Jager, E. W. H. et al, Science 288:2335-2338 (30 Jun 2000).

> we will only find it ethically appropriate [snip] to allow human
> beings to ascend to the transhuman level on their own free will.
> We can do this with the colony approach - far-away and independent,
> but accessible

Of course, but you are leaving out what happens when mere humans
are no longer at the top of the evolutionary heap in "known space".
The capacity of the solar system allows *each* human to up-evolve
by a factor of at least a *thousand trillion* times (10^15).
So now you have a very different picture of "reality". Say those
people who are still "humans" or anywhere in the sub-overlord
stage want to go colonize alpha centauri. You have to ask
permission from the overlords and receive some kind of grant
of ownership of the property. Why? Because with your limited
resources, you have no guarantee that by the time you get there,
the overlords might not have changed their mind, sent out a
faster ship and have colonized the system with their agents
before you arrive.
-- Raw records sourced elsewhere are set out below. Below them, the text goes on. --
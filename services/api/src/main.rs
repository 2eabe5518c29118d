use job_ad_api::run;

#[tokio::main]
async fn main() {
    if let Err(err) = run().await {
        eprintln!("application error: {err}");
        std::process::exit(1);
    }
}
Are you going to risk going there only to
discover there isn't anything left to colonize? The overlords
may have no interest in colonizing the distant system when you
ask them (because of the diminished value of information at
a distance I mentioned) but they may also have no reason to
grant you rights to the system in case they decide at some
future point they might want it. I think advanced civilizations
*may* expand but they do so only very slowly when close encounters
between solar systems occur. Then you get a bacterial-like division
of the civilization across both solar systems.
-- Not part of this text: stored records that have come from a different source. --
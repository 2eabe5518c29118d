use serde::{Deserialize, Serialize};

use super::domain::{
    Address, ApplicationMethod, Company, Packet, Position, Publication, Qualification, Salary,
    Schedule,
};
use super::rules;

/// Category of a field-level failure.
#[derive(Debug, Clone, Copy, PartialEq, Eq, Serialize, Deserialize)]
#[serde(rename_all = "snake_case")]
pub enum ErrorCode {
    Required,
    InvalidFormat,
    OutOfRange,
    Ordering,
}

/// Describes one field-level validation failure on one value object.
#[derive(Debug, Clone, PartialEq, Eq, Serialize, Deserialize, thiserror::Error)]
#[error("{object}.{field} {message}")]
pub struct ValidationError {
    pub object: String,
    pub field: String,
    pub code: ErrorCode,
    pub message: String,
}

/// Implemented by every value object in an ad.
///
/// Validators only inspect the object's own fields. Nested value objects are
/// validated separately by the aggregator.
pub trait Validate {
    /// Name reported as `object` in each descriptor.
    fn object_name(&self) -> &'static str;

    fn validate(&self) -> Vec<ValidationError>;

    fn is_valid(&self) -> bool {
        self.validate().is_empty()
    }
}

/// Accumulates descriptors for a single object.
pub(crate) struct FieldChecks {
    object: &'static str,
    errors: Vec<ValidationError>,
}

impl FieldChecks {
    pub(crate) fn new(object: &'static str) -> Self {
        Self {
            object,
            errors: Vec::new(),
        }
    }

    pub(crate) fn push(&mut self, field: &str, code: ErrorCode, message: impl Into<String>) {
        self.errors.push(ValidationError {
            object: self.object.to_string(),
            field: field.to_string(),
            code,
            message: message.into(),
        });
    }

    pub(crate) fn required(&mut self, field: &str, value: &str) -> bool {
        if rules::is_blank(value) {
            self.push(field, ErrorCode::Required, "must be filled");
            false
        } else {
            true
        }
    }

    /// Required field that must also satisfy `predicate`.
    pub(crate) fn formatted(
        &mut self,
        field: &str,
        value: &str,
        predicate: fn(&str) -> bool,
        message: &str,
    ) {
        if self.required(field, value) && !predicate(value) {
            self.push(field, ErrorCode::InvalidFormat, message);
        }
    }

    /// Optional field checked only when present and non-blank.
    pub(crate) fn optional(
        &mut self,
        field: &str,
        value: Option<&str>,
        predicate: fn(&str) -> bool,
        message: &str,
    ) {
        if let Some(value) = value.filter(|value| !rules::is_blank(value)) {
            if !predicate(value) {
                self.push(field, ErrorCode::InvalidFormat, message);
            }
        }
    }

    pub(crate) fn address(&mut self, prefix: &str, address: &Address) {
        self.formatted(
            &format!("{prefix}.country_code"),
            &address.country_code,
            rules::is_numeric_code,
            "must be a numeric country code",
        );
        self.formatted(
            &format!("{prefix}.zip"),
            &address.zip,
            rules::is_zip,
            "must be a five digit postal code",
        );
        self.required(&format!("{prefix}.municipality"), &address.municipality);
        self.required(&format!("{prefix}.street"), &address.street);
        self.required(&format!("{prefix}.city"), &address.city);
    }

    pub(crate) fn finish(self) -> Vec<ValidationError> {
        self.errors
    }
}

impl Validate for Company {
    fn object_name(&self) -> &'static str {
        "company"
    }

    fn validate(&self) -> Vec<ValidationError> {
        let mut checks = FieldChecks::new(self.object_name());
        checks.required("name", &self.name);
        checks.formatted(
            "organisation_number",
            &self.organisation_number,
            rules::is_organisation_number,
            "must be a ten digit organisation number",
        );
        checks.required("description", &self.description);
        checks.optional(
            "website",
            self.website.as_deref(),
            rules::is_http_url,
            "must be an http(s) URL",
        );
        checks.address("address", &self.address);
        checks.finish()
    }
}

impl Validate for Publication {
    fn object_name(&self) -> &'static str {
        "publication"
    }

    fn validate(&self) -> Vec<ValidationError> {
        let mut checks = FieldChecks::new(self.object_name());
        checks.required("contact_name", &self.contact_name);
        checks.formatted(
            "contact_email",
            &self.contact_email,
            rules::is_email,
            "must be a valid email address",
        );
        if let Some(unpublish_on) = self.unpublish_on {
            if unpublish_on <= self.publish_on {
                checks.push(
                    "unpublish_on",
                    ErrorCode::Ordering,
                    format!("must be after publish date {}", self.publish_on),
                );
            }
        }
        checks.finish()
    }
}

impl Validate for Schedule {
    fn object_name(&self) -> &'static str {
        "schedule"
    }

    fn validate(&self) -> Vec<ValidationError> {
        let mut checks = FieldChecks::new(self.object_name());
        checks.required("summary", &self.summary);
        if let Some(end_on) = self.end_on {
            if end_on < self.start_on {
                checks.push(
                    "end_on",
                    ErrorCode::Ordering,
                    format!("must not precede start date {}", self.start_on),
                );
            }
        }
        checks.finish()
    }
}

impl Validate for Salary {
    fn object_name(&self) -> &'static str {
        "salary"
    }

    fn validate(&self) -> Vec<ValidationError> {
        let mut checks = FieldChecks::new(self.object_name());
        checks.formatted(
            "currency",
            &self.currency,
            rules::is_currency_code,
            "must be a three letter currency code",
        );
        checks.required("summary", &self.summary);
        checks.finish()
    }
}

impl Validate for Qualification {
    fn object_name(&self) -> &'static str {
        "qualification"
    }

    fn validate(&self) -> Vec<ValidationError> {
        let mut checks = FieldChecks::new(self.object_name());
        checks.required("summary", &self.summary);
        if let Some(licence) = self
            .drivers_license
            .as_deref()
            .filter(|licence| !rules::is_blank(licence))
        {
            if let Some(unknown) = rules::unknown_licence_class(licence) {
                checks.push(
                    "drivers_license",
                    ErrorCode::InvalidFormat,
                    format!("contains unknown licence class '{unknown}'"),
                );
            }
        }
        checks.finish()
    }
}

impl Validate for ApplicationMethod {
    fn object_name(&self) -> &'static str {
        "application_method"
    }

    fn validate(&self) -> Vec<ValidationError> {
        let mut checks = FieldChecks::new(self.object_name());
        checks.required("summary", &self.summary);
        match self.url.as_deref() {
            Some(url) if !rules::is_blank(url) => {
                if !rules::is_http_url(url) {
                    checks.push("url", ErrorCode::InvalidFormat, "must be an http(s) URL");
                }
            }
            _ if self.external => {
                checks.push(
                    "url",
                    ErrorCode::Required,
                    "must be filled for external applications",
                );
            }
            _ => {}
        }
        checks.optional(
            "email",
            self.email.as_deref(),
            rules::is_email,
            "must be a valid email address",
        );
        checks.finish()
    }
}

impl Validate for Position {
    fn object_name(&self) -> &'static str {
        "position"
    }

    fn validate(&self) -> Vec<ValidationError> {
        let mut checks = FieldChecks::new(self.object_name());
        checks.required("title", &self.title);
        checks.required("purpose", &self.purpose);
        checks.address("address", &self.address);
        if !rules::DURATION_IDS.contains(&self.terms.duration_id) {
            checks.push(
                "terms.duration_id",
                ErrorCode::OutOfRange,
                format!(
                    "must be between {} and {}",
                    rules::DURATION_IDS.start(),
                    rules::DURATION_IDS.end()
                ),
            );
        }
        if !rules::EMPLOYMENT_IDS.contains(&self.terms.employment_id) {
            checks.push(
                "terms.employment_id",
                ErrorCode::OutOfRange,
                format!(
                    "must be between {} and {}",
                    rules::EMPLOYMENT_IDS.start(),
                    rules::EMPLOYMENT_IDS.end()
                ),
            );
        }
        checks.finish()
    }
}

impl Validate for Packet {
    fn object_name(&self) -> &'static str {
        "packet"
    }

    fn validate(&self) -> Vec<ValidationError> {
        let mut checks = FieldChecks::new(self.object_name());
        checks.required("customer_id", &self.customer_id);
        checks.formatted(
            "sender_email",
            &self.sender_email,
            rules::is_email,
            "must be a valid email address",
        );
        checks.finish()
    }
}

#[cfg(test)]
mod tests {
    use super::*;
    use crate::ad::example::example_packet;
    use chrono::{Duration, NaiveDate};

    fn today() -> NaiveDate {
        NaiveDate::from_ymd_opt(2026, 3, 2).expect("valid date")
    }

    fn fields(errors: &[ValidationError]) -> Vec<&str> {
        errors.iter().map(|error| error.field.as_str()).collect()
    }

    #[test]
    fn blank_company_fields_are_required() {
        let mut company = example_packet(today()).expect("example builds").position.company;
        company.name = "  ".to_string();
        company.address.zip = String::new();

        let errors = company.validate();
        assert_eq!(fields(&errors), vec!["name", "address.zip"]);
        assert!(errors
            .iter()
            .all(|error| error.code == ErrorCode::Required && error.object == "company"));
    }

    #[test]
    fn malformed_organisation_number_is_a_format_error() {
        let mut company = example_packet(today()).expect("example builds").position.company;
        company.organisation_number = "12-34".to_string();

        let errors = company.validate();
        assert_eq!(errors.len(), 1);
        assert_eq!(errors[0].code, ErrorCode::InvalidFormat);
        assert_eq!(
            errors[0].to_string(),
            "company.organisation_number must be a ten digit organisation number"
        );
    }

    #[test]
    fn publication_window_must_move_forward() {
        let mut publication = example_packet(today()).expect("example builds").publication;
        publication.unpublish_on = Some(publication.publish_on);

        let errors = publication.validate();
        assert_eq!(fields(&errors), vec!["unpublish_on"]);
        assert_eq!(errors[0].code, ErrorCode::Ordering);
    }

    #[test]
    fn schedule_end_may_equal_start_but_not_precede_it() {
        let mut schedule = example_packet(today()).expect("example builds").position.schedule;
        schedule.end_on = Some(schedule.start_on);
        assert!(schedule.is_valid());

        schedule.end_on = Some(schedule.start_on - Duration::days(1));
        assert_eq!(fields(&schedule.validate()), vec!["end_on"]);
    }

    #[test]
    fn external_application_needs_a_url() {
        let mut method = example_packet(today()).expect("example builds").position.application_method;
        method.url = None;
        let errors = method.validate();
        assert_eq!(fields(&errors), vec!["url"]);
        assert_eq!(errors[0].code, ErrorCode::Required);

        method.external = false;
        assert!(method.is_valid());
    }

    #[test]
    fn qualification_rejects_unknown_licence_class() {
        let mut qualification = example_packet(today())
            .expect("example builds")
            .position
            .qualifications[0]
            .clone();
        qualification.drivers_license = Some("B,Q".to_string());

        let errors = qualification.validate();
        assert_eq!(errors.len(), 1);
        assert!(errors[0].message.contains("'Q'"));
    }

    #[test]
    fn blank_licence_is_treated_as_absent() {
        let mut qualification = example_packet(today())
            .expect("example builds")
            .position
            .qualifications[0]
            .clone();
        qualification.drivers_license = Some(String::new());
        assert!(qualification.is_valid());

        qualification.drivers_license = Some("  ".to_string());
        assert!(qualification.is_valid());

        qualification.drivers_license = Some("B,".to_string());
        assert!(qualification.is_valid());

        let mut company = example_packet(today()).expect("example builds").position.company;
        company.website = Some(String::new());
        assert!(company.is_valid());
    }

    #[test]
    fn publication_reports_required_fields_before_ordering() {
        let mut publication = example_packet(today()).expect("example builds").publication;
        publication.contact_name.clear();
        publication.unpublish_on = Some(publication.publish_on - Duration::days(1));

        let errors = publication.validate();
        assert_eq!(fields(&errors), vec!["contact_name", "unpublish_on"]);
    }

    #[test]
    fn position_terms_must_be_known_codes() {
        let mut position = example_packet(today()).expect("example builds").position;
        position.terms.duration_id = 0;
        position.terms.employment_id = 9;

        let errors = position.validate();
        assert_eq!(
            fields(&errors),
            vec!["terms.duration_id", "terms.employment_id"]
        );
        assert!(errors.iter().all(|error| error.code == ErrorCode::OutOfRange));
    }

    #[test]
    fn position_does_not_report_nested_objects() {
        let mut position = example_packet(today()).expect("example builds").position;
        position.company.name.clear();
        position.salary.summary.clear();

        assert!(position.is_valid());
    }

    #[test]
    fn descriptor_serializes_with_snake_case_code() {
        let mut packet = example_packet(today()).expect("example builds");
        packet.customer_id.clear();

        let value = serde_json::to_value(&packet.validate()[0]).expect("serializes");
        assert_eq!(value["object"], "packet");
        assert_eq!(value["field"], "customer_id");
        assert_eq!(value["code"], "required");
        assert_eq!(value["message"], "must be filled");
    }
}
I doubt overlords are going to let humans or sub-superintelligences
going to run around colonizing things that they may want to
occupy when the time is right in the future. The situation is
probably somewhat like the situation on the Earth today where
everything is effectively "occupied".

> To assume that we cannot break the speed of light barrier into
> the long term future would not sound wise.
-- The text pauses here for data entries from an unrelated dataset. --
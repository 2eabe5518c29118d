use chrono::NaiveDate;
use metrics_exporter_prometheus::PrometheusHandle;
use std::sync::atomic::AtomicBool;
use std::sync::Arc;

#[derive(Clone)]
pub(crate) struct AppState {
    pub(crate) readiness: Arc<AtomicBool>,
    pub(crate) metrics: Arc<PrometheusHandle>,
}

pub(crate) fn parse_date(raw: &str) -> Result<NaiveDate, String> {
    NaiveDate::parse_from_str(raw.trim(), "%Y-%m-%d")
        .map_err(|err| format!("failed to parse '{raw}' as YYYY-MM-DD ({err})"))
}

#[cfg(test)]
mod tests {
    use super::*;

    #[test]
    fn parse_date_trims_and_reports_input() {
        assert_eq!(
            parse_date(" 2026-10-14 "),
            Ok(NaiveDate::from_ymd_opt(2026, 10, 14).expect("valid date"))
        );
        let err = parse_date("tomorrow").expect_err("rejected");
        assert!(err.contains("'tomorrow'"));
    }
}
To have a discussion where one can modify the laws of physics
at will doesn't sound wise either. As Damien pointed out in
The Spike, regarding my ideas about the Matrioshka Brain:
  "He (me) is remarkably conservative in his projections, refusing
   (like Frank Tipler) to permit wild or exotic physics unknown
   to today's science. That might turn out to be an error, but
   it is a methodological choice a scientist is almost obliged
   to adopt; otherwise *anything* becomes possible and no
   proposal is interesting or testable."

This appears in list discussions as my infamous "No Magic Physics" (NMP)
comments. I'm fond of a quote that appears in one of the SETI conference
proceedings when someone in the audience commented to a speaker --
   "Yes, but if you give the theoreticians long enough they
    can explain *anything*".
The speaker's response was to agree. I prefer to do my speculations
on dry land rather than in the swamp.

> It would seem unwise to trust any and all cosmic visitors with
> bona fide intentions, for who knows if they have any motives
> such as reproduction of themselves at all costs.

When all the brown dwarfs in the galaxy are gone and the easy
pickings from the matter & energy tree seem to be getting scarce
is when I think this principle *may* come into play. For a
fully developed solar system to become concerned, what has to
be approaching has to have relatively greater mass/energy
resources at its disposal so it seems unlikely that it is
going to appear on your galactic doorstep "unannounced"
giving you lots of time to prepare a reception.

I'll try to spend some time later looking up references for
"berserker". The Javien search option
  (http://forum.javien.com/future/search.php)
turns up some recent hits and the Extropian archive
  (http://www.lucifer.com/exi-lists/)
gets a few more. But they both seem to be missing the major
discussions on this (lord... 20 years after the invention
of the PC we *still* can't get things indexed properly...).